The TM is a baby-step in that direction. Meanwhile, being in that moment is unadulterated joy!
Here are a couple of TMs.
Class 9, Army Public School, Bangalore. 2010.
I am conducting a workshop for kids on the monsoons. This topic, like most others, offers a wonderful canvas on which to paint a grand picture of geography, how it matters, and how it connects. I explicitly connect geography, physics, biology, mathematics, economics, politics, lore, myth, fine and performing arts, poetry, and so on. We had come to the point of discussing the basics of wind movement.
I: “What is wind?”
45 voices: “WIND IS AIR IN MOTION !”
I: “Great! But why does wind move?”
45 voices: ” ” (for a few seconds)
Slight movement in the left periphery of my field of vision.
Girl’s face lights up, eyes widen, … in short, the expression of a geophany (is that a new word?). All animation, she opens her hands out, spreads her arms a little, shrugs her shoulders a tad and bursts forth: “Because it’s FREE!”
I smile and exclaim, “Wow!” But she suddenly has doubts. She says, “No wait! That’s wrong, no?”
I tell her, “Not at ALL! It’s a very poetic view of it … very poetic way of putting it! It’s brilliant!”
The entire class laughs and joins in the enjoyment of this burst of poetic vision. Everyone is smiling at her approvingly. She glows with pride, but also a little embarrassment at this sudden attention.
I laid extra emphasis on monsoon and poetry in that session.
(She is now preparing for her class 10 CBSE final exams.)
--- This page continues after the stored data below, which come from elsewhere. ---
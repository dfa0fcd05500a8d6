//! Error types for composition jobs.
//!
//! Every fallible operation in the crate returns [`Result`], whose error is the
//! top-level [`Error`]. The variants of [`Error`] wrap one enum per concern so
//! callers can match on the category they care about (a relay task only needs
//! to know whether the peer went away, a loader only reports configuration
//! problems, and so on).
//!
//! # Examples
//!
//! ```
//! use pla_compose::error::{Error, TransportError};
//!
//! let err: Error = TransportError::ConnectionClosed.into();
//! assert!(err.is_connection_lost());
//! assert_eq!(err.to_string(), "transport error: connection closed");
//! ```

use std::path::PathBuf;

use crate::coordinator::JobState;
use crate::schedule::ParseInstructionError;

/// Result type used throughout the crate.
pub type Result<T, E = Error> = std::result::Result<T, E>;

/// Top-level error for composition jobs.
#[derive(Debug, thiserror::Error)]
pub enum Error {
    /// The byte stream to a peer failed or was closed.
    #[error("transport error: {0}")]
    Transport(#[from] TransportError),

    /// A frame or payload did not match the wire format.
    #[error("protocol violation: {0}")]
    Protocol(#[from] ProtocolError),

    /// A Boolean function operation was given inconsistent input.
    #[error("function error: {0}")]
    Function(#[from] FunctionError),

    /// A module lookup or tree operation failed.
    #[error("module error: {0}")]
    Module(#[from] ModuleError),

    /// Configuration could not be read or is invalid.
    #[error("configuration error: {0}")]
    Config(#[from] ConfigError),

    /// The coordinator could not complete the job.
    #[error("job error: {0}")]
    Job(#[from] JobError),

    /// A worker program could not be parsed.
    #[error("invalid program: {0}")]
    Program(#[from] ParseInstructionError),
}

impl Error {
    /// Returns `true` when the error means a peer connection is gone.
    pub fn is_connection_lost(&self) -> bool {
        matches!(self, Self::Transport(_))
    }

    /// Returns `true` when the error is a wire-format violation.
    pub fn is_protocol_violation(&self) -> bool {
        matches!(self, Self::Protocol(_))
    }
}

/// Failures of the underlying byte stream.
#[derive(Debug, thiserror::Error)]
pub enum TransportError {
    /// The peer closed the connection (EOF) or the transport was closed locally.
    #[error("connection closed")]
    ConnectionClosed,

    /// Any other I/O failure on the stream.
    #[error("i/o failure: {0}")]
    Io(#[from] std::io::Error),
}

impl TransportError {
    /// Folds an I/O error into a transport error, mapping EOF-like kinds to
    /// [`TransportError::ConnectionClosed`].
    pub fn from_io(err: std::io::Error) -> Self {
        use std::io::ErrorKind;
        match err.kind() {
            ErrorKind::UnexpectedEof
            | ErrorKind::ConnectionReset
            | ErrorKind::ConnectionAborted
            | ErrorKind::BrokenPipe => Self::ConnectionClosed,
            _ => Self::Io(err),
        }
    }
}

/// Wire-format violations.
#[derive(Debug, thiserror::Error, Clone, PartialEq, Eq)]
pub enum ProtocolError {
    /// The frame header declares more or fewer bytes than the frame holds.
    #[error("frame declares {declared} payload bytes but {available} are available")]
    LengthMismatch {
        /// Length announced by the header.
        declared: u64,
        /// Bytes actually present after the header.
        available: u64,
    },

    /// The buffer ended before a field could be read.
    #[error("truncated {what}: need {needed} bytes, have {remaining}")]
    Truncated {
        /// Name of the field being decoded.
        what: &'static str,
        /// Bytes required by the field.
        needed: usize,
        /// Bytes left in the buffer.
        remaining: usize,
    },

    /// Bytes were left over after a payload was fully decoded.
    #[error("{count} trailing bytes after {what}")]
    TrailingBytes {
        /// Name of the payload.
        what: &'static str,
        /// Number of unread bytes.
        count: usize,
    },

    /// A count or length field is negative or impossibly large.
    #[error("invalid {what}: {value}")]
    InvalidLength {
        /// Name of the field.
        what: &'static str,
        /// Raw value read from the wire.
        value: i64,
    },

    /// A target id below the reserved sentinels.
    #[error("invalid target id {0}")]
    InvalidTarget(i32),

    /// A string payload was not valid UTF-8 or lacked its terminator.
    #[error("invalid string payload: {0}")]
    InvalidString(String),

    /// A function table carried a byte outside its alphabet.
    #[error("invalid {what} byte 0x{byte:02x}")]
    InvalidByte {
        /// `"literal"` or `"output"`.
        what: &'static str,
        /// Offending byte.
        byte: u8,
    },

    /// The output-bit counts in a function header disagree with its rows.
    #[error("output counts ({zeros}, {ones}) disagree with row tally ({tally_zeros}, {tally_ones})")]
    CountMismatch {
        /// Declared count of rows with output 0.
        zeros: i32,
        /// Declared count of rows with output 1.
        ones: i32,
        /// Actual count of rows with output 0.
        tally_zeros: usize,
        /// Actual count of rows with output 1.
        tally_ones: usize,
    },
}

/// Inconsistent input to the function algebra.
#[derive(Debug, thiserror::Error, Clone, PartialEq, Eq)]
pub enum FunctionError {
    /// A merge position is outside the parent's variables.
    #[error("position {position} out of range for {var_count} variables")]
    PositionOutOfRange {
        /// Requested substitution position.
        position: usize,
        /// Number of variables of the parent function.
        var_count: usize,
    },

    /// A row's width differs from the table's variable count.
    #[error("row has {actual} literals, table expects {expected}")]
    RowWidth {
        /// Table variable count.
        expected: usize,
        /// Literals in the offending row.
        actual: usize,
    },

    /// A character outside `{0, 1, -}` appeared in a row.
    #[error("invalid literal {0:?}")]
    InvalidLiteral(char),

    /// A character outside `{0, 1}` was given as an output bit.
    #[error("invalid output bit {0:?}")]
    InvalidOutput(char),
}

/// Module lookup and tree-structure failures.
#[derive(Debug, thiserror::Error, Clone, PartialEq, Eq)]
pub enum ModuleError {
    /// No module with the given name exists.
    #[error("module not found: {0}")]
    NotFound(String),

    /// A module with the given name already exists.
    #[error("duplicate module name: {0}")]
    Duplicate(String),

    /// The parent has no child link for the given module.
    #[error("module {parent} has no child {child}")]
    UnknownChild {
        /// Parent module name.
        parent: String,
        /// Child that was looked up.
        child: String,
    },

    /// The child is already attached to a parent.
    #[error("module {child} already has parent {parent}")]
    AlreadyAttached {
        /// Child module name.
        child: String,
        /// Existing parent.
        parent: String,
    },

    /// Attaching the child would create a cycle.
    #[error("attaching {child} under {parent} would create a cycle")]
    Cycle {
        /// Prospective parent.
        parent: String,
        /// Prospective child.
        child: String,
    },

    /// A child position is outside the parent's variables.
    #[error("child {child} of {parent} sits at position {position} but {parent} has {var_count} variables")]
    PositionOutOfRange {
        /// Parent module name.
        parent: String,
        /// Child module name.
        child: String,
        /// Recorded position.
        position: usize,
        /// Parent variable count.
        var_count: usize,
    },

    /// Parent and child links disagree.
    #[error("module {child} is listed under {parent} but points to {actual:?}")]
    InconsistentLink {
        /// Parent holding the child link.
        parent: String,
        /// Child named by the link.
        child: String,
        /// Parent recorded on the child.
        actual: Option<String>,
    },
}

/// Configuration failures.
#[derive(Debug, thiserror::Error)]
pub enum ConfigError {
    /// TOML parse failure.
    #[error("failed to parse config TOML: {source}")]
    Parse {
        /// Underlying parser error.
        #[from]
        source: toml::de::Error,
    },

    /// The file could not be read.
    #[error("failed to read '{path}': {source}")]
    Io {
        /// Underlying I/O error.
        source: std::io::Error,
        /// Path that failed.
        path: PathBuf,
    },

    /// Parsed successfully but holds invalid values.
    #[error("config validation error: {message}")]
    Validation {
        /// Description of the problem.
        message: String,
    },

    /// A PLA source file is malformed.
    #[error("{path}:{line}: {message}")]
    Pla {
        /// PLA file path.
        path: PathBuf,
        /// 1-based line number.
        line: usize,
        /// Description of the problem.
        message: String,
    },
}

/// Coordinator-level failures that end a job.
#[derive(Debug, thiserror::Error)]
pub enum JobError {
    /// A worker was found disconnected before a dispatch send.
    #[error("worker {worker} disconnected during dispatch")]
    WorkerDisconnected {
        /// Worker id.
        worker: usize,
    },

    /// A relayed message named a worker that is not part of the job.
    #[error("worker {from} addressed unknown worker {target}")]
    UnknownTarget {
        /// Worker that sent the message.
        from: usize,
        /// Address carried by the envelope.
        target: i32,
    },

    /// A relay task failed.
    #[error("relay for worker {worker} failed: {source}")]
    Relay {
        /// Worker the relay served.
        worker: usize,
        /// Underlying failure.
        #[source]
        source: Box<Error>,
    },

    /// A job state transition was rejected.
    #[error("invalid job transition from {from} to {to}")]
    InvalidTransition {
        /// Current state.
        from: JobState,
        /// Requested state.
        to: JobState,
    },

    /// The job needs at least one worker.
    #[error("a job needs at least one worker")]
    NoWorkers,

    /// A relay task panicked or was cancelled.
    #[error("relay task did not finish: {message}")]
    TaskJoin {
        /// Join error text.
        message: String,
    },
}

#[cfg(test)]
mod tests {
    use super::*;

    #[test]
    fn eof_maps_to_connection_closed() {
        let io = std::io::Error::new(std::io::ErrorKind::UnexpectedEof, "eof");
        assert!(matches!(
            TransportError::from_io(io),
            TransportError::ConnectionClosed
        ));

        let io = std::io::Error::new(std::io::ErrorKind::PermissionDenied, "nope");
        assert!(matches!(TransportError::from_io(io), TransportError::Io(_)));
    }

    #[test]
    fn error_categories() {
        let err: Error = ProtocolError::InvalidString("bad".into()).into();
        assert!(err.is_protocol_violation());
        assert!(!err.is_connection_lost());

        let err: Error = ModuleError::NotFound("M1".into()).into();
        assert_eq!(err.to_string(), "module error: module not found: M1");
    }

    #[test]
    fn length_mismatch_message() {
        let err = ProtocolError::LengthMismatch {
            declared: 10,
            available: 4,
        };
        assert_eq!(
            err.to_string(),
            "frame declares 10 payload bytes but 4 are available"
        );
    }
}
3:00pm – 3:45pm. Tuesday, 20 December 2011. 8th standard. MEG school, Bangalore.
Me … teaching the kids about latitudes and longitudes. S.L.O.W.L.Y. This class was the 4th, over as many weeks (i meet them only once a week) on just this topic.
They have come from Tamizh medium until last year, and suddenly from this year are in English medium. So, I’ve been alternating between English and Tamizh.
One kid, little Vijay, particularly has difficulty and has sometimes asked me to explain things again in Tamizh when the English version proved to be too much for him.
Finally, we got to the point where they had to learn how to give the ‘address’ of a place using latitude/longitude, on a grid on the whiteboard. I showed two examples.
“Did you understand?”, in English. Several nods from the kids.
Vijay wants the explanation in Tamizh.
“Now, I have placed a point on the grid, you must tell me the correct latitude/longitude address of this point. Who will do it?”
Young Mary just leaps from her chair, grabs the marker from me and before you could say ‘geography rules!’ writes the correct answer, complete with the correct symbols and conventions. This is not very surprising. She’s always very quick to grasp concepts.
Beaming, Mary, whom I tease by calling her “Little Miss Mary” to her delightful laughter, returns to her seat.
“Final example! Who will do the next one?”
Little Vijay, hand raised high, jumps up from his chair comes almost running to me, takes the marker, and before you could say, um … “kolaveri di!”, he has written the correct answer!
I nearly swoon from joy.
“VIJAYYYY! Brilliant! Very GOOD!”
But just as I say, “Vijayyyy!”, the whole class bursts into spontaneous and loud applause! I am the only one who could see the gleam in Vijay’s eyes, the joy of his classmates, and his own joy at their expression of theirs, and the air of geographical triumph he wears as he proudly walks back to his seat.
However, I am sure my two geography teachers … Mr Narasanna in high school, and Dr Bhardwaj at Kent State University are present there in spirit.
I am blessed and grateful.
(That beautiful samskrtam word धन्योऽहम् “I am fulfilled/blessed” is the most apt!)
- (“kolaveri di” is an ‘ear-worm’ song that had just gone viral and kids were singing it everywhere)
- I prefer “Tamizh” to the customary spelling “Tamil.”